> _Activity_
When you reach the line with "parent = div;" in the listing below, transcribe it and each line after it up to and including the line with "assert!(element(title).is_html_integration_point());", exactly and with nothing else.
[Given data — start]
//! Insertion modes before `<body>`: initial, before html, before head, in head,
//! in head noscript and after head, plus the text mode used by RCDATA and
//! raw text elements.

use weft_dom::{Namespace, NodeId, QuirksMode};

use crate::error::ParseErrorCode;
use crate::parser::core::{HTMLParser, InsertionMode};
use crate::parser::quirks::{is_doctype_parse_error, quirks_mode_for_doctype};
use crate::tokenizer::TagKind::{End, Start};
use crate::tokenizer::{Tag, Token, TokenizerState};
[Given data — finish]
[Given data — start]
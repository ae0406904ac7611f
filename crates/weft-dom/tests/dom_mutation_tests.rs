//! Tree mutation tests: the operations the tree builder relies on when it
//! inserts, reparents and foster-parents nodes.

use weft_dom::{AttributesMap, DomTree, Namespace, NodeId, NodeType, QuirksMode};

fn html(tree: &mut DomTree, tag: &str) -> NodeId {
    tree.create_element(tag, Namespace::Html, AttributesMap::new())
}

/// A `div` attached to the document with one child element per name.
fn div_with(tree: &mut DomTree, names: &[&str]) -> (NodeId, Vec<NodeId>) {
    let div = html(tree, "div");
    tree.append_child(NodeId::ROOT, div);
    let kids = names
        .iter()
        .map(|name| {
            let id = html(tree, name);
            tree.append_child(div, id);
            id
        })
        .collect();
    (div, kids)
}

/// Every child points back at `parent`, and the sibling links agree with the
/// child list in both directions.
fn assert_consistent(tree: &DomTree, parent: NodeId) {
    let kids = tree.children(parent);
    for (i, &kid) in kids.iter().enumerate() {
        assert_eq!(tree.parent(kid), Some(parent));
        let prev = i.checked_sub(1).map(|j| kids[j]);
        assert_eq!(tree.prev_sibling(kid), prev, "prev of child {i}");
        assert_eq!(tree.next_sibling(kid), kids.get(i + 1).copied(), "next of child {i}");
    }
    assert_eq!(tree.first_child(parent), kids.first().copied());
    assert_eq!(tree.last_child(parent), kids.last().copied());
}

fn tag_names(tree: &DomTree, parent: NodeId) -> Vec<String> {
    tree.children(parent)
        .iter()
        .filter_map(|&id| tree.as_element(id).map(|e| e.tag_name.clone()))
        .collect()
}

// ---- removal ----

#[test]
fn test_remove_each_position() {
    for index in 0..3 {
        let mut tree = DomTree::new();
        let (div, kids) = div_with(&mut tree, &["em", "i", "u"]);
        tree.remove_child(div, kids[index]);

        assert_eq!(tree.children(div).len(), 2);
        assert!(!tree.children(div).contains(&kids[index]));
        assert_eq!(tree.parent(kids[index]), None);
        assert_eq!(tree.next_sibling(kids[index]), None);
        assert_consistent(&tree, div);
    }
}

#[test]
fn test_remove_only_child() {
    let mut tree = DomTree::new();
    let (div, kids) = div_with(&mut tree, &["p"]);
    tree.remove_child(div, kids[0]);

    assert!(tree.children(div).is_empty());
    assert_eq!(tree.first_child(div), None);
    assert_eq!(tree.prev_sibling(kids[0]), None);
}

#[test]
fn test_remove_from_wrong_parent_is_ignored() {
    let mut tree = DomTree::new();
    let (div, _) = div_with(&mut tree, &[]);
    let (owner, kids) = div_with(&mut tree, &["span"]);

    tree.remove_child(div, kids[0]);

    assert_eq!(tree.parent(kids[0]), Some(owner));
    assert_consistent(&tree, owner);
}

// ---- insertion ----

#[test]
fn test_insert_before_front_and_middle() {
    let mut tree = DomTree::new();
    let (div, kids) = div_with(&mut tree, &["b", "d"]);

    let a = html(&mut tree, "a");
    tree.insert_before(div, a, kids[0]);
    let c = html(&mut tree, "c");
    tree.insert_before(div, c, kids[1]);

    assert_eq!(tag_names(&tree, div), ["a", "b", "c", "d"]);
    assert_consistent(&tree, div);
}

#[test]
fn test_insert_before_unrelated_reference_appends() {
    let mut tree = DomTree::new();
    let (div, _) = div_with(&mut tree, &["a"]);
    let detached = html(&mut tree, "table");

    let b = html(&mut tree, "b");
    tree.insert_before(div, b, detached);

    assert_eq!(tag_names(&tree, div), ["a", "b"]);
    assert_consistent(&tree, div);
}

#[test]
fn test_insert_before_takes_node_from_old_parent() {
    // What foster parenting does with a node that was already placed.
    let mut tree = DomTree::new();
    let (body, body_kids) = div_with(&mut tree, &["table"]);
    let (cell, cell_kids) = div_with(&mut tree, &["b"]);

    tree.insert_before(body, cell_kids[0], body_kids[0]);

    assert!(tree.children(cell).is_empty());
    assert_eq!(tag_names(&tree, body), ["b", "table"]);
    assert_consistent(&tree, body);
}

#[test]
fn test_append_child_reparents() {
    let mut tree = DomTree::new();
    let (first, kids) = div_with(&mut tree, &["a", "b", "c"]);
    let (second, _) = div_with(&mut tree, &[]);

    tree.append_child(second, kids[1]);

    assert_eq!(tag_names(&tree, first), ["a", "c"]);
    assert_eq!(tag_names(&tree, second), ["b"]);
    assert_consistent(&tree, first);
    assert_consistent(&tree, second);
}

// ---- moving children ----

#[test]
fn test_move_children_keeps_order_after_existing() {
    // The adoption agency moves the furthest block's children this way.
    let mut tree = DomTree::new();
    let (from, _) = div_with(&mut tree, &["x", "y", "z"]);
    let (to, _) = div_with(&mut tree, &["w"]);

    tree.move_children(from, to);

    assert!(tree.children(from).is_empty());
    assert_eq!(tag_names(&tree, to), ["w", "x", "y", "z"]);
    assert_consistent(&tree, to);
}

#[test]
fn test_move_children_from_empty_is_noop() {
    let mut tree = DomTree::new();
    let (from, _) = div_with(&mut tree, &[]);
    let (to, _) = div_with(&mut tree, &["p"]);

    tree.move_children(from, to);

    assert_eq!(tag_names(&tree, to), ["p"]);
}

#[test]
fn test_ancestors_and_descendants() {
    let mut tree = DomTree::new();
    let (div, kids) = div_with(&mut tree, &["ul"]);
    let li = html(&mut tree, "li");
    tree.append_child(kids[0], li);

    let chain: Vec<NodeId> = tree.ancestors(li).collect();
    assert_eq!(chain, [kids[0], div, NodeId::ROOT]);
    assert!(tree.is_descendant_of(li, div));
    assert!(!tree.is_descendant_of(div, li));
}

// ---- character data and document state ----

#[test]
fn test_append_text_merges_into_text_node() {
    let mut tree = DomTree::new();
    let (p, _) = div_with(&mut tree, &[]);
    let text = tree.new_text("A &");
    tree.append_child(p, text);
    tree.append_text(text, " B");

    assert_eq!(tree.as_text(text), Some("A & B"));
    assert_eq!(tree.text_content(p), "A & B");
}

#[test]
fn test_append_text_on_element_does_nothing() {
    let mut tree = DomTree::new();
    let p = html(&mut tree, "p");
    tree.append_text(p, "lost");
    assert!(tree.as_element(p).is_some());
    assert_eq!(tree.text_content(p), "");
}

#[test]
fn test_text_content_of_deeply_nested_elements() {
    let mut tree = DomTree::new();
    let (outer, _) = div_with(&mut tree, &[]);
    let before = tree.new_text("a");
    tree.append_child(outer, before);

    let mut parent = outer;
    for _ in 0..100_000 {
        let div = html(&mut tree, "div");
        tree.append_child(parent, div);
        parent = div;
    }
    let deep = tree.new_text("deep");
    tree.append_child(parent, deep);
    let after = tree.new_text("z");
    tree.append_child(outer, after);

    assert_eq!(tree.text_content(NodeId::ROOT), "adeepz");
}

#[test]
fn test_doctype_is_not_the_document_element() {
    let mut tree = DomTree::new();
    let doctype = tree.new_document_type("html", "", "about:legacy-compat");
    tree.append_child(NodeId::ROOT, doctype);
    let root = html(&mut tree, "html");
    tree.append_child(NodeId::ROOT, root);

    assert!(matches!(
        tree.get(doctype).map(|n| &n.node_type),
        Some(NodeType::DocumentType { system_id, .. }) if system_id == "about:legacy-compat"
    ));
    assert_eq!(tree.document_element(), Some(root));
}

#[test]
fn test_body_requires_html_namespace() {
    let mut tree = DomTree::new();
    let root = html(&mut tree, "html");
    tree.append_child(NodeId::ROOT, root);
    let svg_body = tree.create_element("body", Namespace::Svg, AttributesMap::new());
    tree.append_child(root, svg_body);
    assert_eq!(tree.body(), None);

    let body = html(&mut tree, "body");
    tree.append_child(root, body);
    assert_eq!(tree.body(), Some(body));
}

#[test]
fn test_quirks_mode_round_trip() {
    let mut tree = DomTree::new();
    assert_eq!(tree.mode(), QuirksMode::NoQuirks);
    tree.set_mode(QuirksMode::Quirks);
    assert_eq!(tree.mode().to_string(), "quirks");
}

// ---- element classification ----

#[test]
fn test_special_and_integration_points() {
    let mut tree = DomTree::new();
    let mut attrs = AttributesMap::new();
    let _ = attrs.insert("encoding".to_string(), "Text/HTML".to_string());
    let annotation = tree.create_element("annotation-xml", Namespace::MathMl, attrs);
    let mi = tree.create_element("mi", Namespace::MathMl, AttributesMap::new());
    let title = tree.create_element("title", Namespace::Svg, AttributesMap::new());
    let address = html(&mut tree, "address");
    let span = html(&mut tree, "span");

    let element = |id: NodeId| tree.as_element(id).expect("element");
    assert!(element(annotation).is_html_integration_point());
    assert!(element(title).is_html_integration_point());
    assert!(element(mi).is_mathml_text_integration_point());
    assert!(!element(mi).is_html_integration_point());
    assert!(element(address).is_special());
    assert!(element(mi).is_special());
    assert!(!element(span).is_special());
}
[Given data — finish]
[Given data — start]
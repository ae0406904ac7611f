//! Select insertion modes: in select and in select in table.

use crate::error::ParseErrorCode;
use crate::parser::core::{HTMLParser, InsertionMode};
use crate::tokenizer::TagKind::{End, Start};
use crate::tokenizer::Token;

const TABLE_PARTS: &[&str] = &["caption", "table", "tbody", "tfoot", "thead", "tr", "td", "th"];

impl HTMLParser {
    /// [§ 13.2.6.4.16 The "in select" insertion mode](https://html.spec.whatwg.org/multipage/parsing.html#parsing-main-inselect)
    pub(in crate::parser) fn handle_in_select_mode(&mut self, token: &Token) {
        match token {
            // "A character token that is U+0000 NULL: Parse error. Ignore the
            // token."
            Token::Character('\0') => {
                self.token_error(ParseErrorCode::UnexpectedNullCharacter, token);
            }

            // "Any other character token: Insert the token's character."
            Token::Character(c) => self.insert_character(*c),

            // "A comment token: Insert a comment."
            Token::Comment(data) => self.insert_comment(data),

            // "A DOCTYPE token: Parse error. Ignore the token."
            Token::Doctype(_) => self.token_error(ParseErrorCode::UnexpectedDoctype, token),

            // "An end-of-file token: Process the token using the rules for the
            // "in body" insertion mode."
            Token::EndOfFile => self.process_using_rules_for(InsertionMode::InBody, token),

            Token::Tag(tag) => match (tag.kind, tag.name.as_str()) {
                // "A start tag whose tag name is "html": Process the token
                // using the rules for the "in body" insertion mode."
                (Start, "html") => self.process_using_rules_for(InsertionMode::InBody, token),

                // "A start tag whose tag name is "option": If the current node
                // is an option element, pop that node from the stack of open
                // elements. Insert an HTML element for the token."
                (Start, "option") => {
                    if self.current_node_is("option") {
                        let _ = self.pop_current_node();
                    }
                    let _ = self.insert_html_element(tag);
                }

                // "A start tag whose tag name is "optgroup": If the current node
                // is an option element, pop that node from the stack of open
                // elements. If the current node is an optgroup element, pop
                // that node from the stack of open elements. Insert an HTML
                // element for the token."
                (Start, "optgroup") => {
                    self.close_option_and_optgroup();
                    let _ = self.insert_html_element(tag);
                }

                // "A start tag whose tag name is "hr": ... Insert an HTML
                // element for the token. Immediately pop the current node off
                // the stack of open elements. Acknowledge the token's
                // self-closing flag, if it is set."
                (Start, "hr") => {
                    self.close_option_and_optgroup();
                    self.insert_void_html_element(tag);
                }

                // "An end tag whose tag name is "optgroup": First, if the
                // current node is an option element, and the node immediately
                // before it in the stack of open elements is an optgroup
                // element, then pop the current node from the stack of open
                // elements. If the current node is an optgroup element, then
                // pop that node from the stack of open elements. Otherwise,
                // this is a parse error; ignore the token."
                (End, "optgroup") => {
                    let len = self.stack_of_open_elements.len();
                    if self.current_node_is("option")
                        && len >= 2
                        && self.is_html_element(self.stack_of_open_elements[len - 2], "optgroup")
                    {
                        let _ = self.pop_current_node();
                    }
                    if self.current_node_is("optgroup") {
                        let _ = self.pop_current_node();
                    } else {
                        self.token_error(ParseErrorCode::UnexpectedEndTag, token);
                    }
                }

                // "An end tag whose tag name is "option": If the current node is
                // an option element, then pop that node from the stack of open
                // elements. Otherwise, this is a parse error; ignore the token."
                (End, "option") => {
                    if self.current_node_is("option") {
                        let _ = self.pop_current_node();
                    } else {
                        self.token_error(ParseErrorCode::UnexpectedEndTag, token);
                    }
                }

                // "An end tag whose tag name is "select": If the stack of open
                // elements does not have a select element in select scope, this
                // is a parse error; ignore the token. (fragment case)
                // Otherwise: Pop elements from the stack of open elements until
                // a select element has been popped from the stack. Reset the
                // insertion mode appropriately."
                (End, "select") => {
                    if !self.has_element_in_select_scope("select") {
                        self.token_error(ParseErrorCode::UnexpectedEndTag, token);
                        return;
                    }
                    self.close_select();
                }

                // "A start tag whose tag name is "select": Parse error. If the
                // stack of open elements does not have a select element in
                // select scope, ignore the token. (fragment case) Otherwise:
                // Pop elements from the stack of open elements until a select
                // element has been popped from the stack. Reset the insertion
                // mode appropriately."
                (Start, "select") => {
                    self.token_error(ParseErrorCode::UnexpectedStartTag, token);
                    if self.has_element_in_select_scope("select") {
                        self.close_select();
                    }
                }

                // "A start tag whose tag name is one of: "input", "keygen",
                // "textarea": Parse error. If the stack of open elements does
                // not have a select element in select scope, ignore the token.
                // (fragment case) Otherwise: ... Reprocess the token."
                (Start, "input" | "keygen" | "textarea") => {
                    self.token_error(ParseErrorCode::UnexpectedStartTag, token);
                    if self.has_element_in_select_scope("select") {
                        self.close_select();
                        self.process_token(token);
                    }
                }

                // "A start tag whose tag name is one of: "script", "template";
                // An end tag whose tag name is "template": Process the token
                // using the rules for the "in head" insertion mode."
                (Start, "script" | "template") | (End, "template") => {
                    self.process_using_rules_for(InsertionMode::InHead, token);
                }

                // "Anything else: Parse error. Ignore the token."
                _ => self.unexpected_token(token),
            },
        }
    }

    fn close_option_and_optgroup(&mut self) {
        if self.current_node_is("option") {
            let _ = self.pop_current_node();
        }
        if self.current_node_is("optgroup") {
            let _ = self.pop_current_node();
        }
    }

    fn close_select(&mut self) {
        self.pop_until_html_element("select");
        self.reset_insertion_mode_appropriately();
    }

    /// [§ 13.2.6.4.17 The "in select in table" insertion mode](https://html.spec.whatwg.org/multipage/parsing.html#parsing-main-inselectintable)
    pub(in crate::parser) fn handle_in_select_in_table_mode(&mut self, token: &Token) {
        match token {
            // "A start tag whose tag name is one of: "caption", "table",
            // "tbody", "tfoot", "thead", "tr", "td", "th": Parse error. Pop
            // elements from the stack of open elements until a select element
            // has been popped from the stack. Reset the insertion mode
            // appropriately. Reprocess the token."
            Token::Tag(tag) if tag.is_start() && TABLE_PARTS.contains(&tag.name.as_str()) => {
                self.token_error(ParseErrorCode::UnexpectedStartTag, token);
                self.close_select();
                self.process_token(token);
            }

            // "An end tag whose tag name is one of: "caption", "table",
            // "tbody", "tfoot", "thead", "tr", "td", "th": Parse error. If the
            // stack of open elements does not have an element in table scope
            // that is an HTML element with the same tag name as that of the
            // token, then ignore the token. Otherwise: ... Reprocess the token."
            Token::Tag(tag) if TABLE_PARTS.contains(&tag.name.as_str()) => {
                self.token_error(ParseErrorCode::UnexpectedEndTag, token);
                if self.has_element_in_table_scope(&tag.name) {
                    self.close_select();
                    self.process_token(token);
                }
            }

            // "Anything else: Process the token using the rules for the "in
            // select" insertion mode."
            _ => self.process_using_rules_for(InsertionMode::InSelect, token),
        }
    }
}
[Given data — finish]
> _Response area_
        parent = div;
    }
    let deep = tree.new_text("deep");
    tree.append_child(parent, deep);
    let after = tree.new_text("z");
    tree.append_child(outer, after);

    assert_eq!(tree.text_content(NodeId::ROOT), "adeepz");
}

#[test]
fn test_doctype_is_not_the_document_element() {
    let mut tree = DomTree::new();
    let doctype = tree.new_document_type("html", "", "about:legacy-compat");
    tree.append_child(NodeId::ROOT, doctype);
    let root = html(&mut tree, "html");
    tree.append_child(NodeId::ROOT, root);

    assert!(matches!(
        tree.get(doctype).map(|n| &n.node_type),
        Some(NodeType::DocumentType { system_id, .. }) if system_id == "about:legacy-compat"
    ));
    assert_eq!(tree.document_element(), Some(root));
}

#[test]
fn test_body_requires_html_namespace() {
    let mut tree = DomTree::new();
    let root = html(&mut tree, "html");
    tree.append_child(NodeId::ROOT, root);
    let svg_body = tree.create_element("body", Namespace::Svg, AttributesMap::new());
    tree.append_child(root, svg_body);
    assert_eq!(tree.body(), None);

    let body = html(&mut tree, "body");
    tree.append_child(root, body);
    assert_eq!(tree.body(), Some(body));
}

#[test]
fn test_quirks_mode_round_trip() {
    let mut tree = DomTree::new();
    assert_eq!(tree.mode(), QuirksMode::NoQuirks);
    tree.set_mode(QuirksMode::Quirks);
    assert_eq!(tree.mode().to_string(), "quirks");
}

// ---- element classification ----

#[test]
fn test_special_and_integration_points() {
    let mut tree = DomTree::new();
    let mut attrs = AttributesMap::new();
    let _ = attrs.insert("encoding".to_string(), "Text/HTML".to_string());
    let annotation = tree.create_element("annotation-xml", Namespace::MathMl, attrs);
    let mi = tree.create_element("mi", Namespace::MathMl, AttributesMap::new());
    let title = tree.create_element("title", Namespace::Svg, AttributesMap::new());
    let address = html(&mut tree, "address");
    let span = html(&mut tree, "span");

    let element = |id: NodeId| tree.as_element(id).expect("element");
    assert!(element(annotation).is_html_integration_point());
    assert!(element(title).is_html_integration_point());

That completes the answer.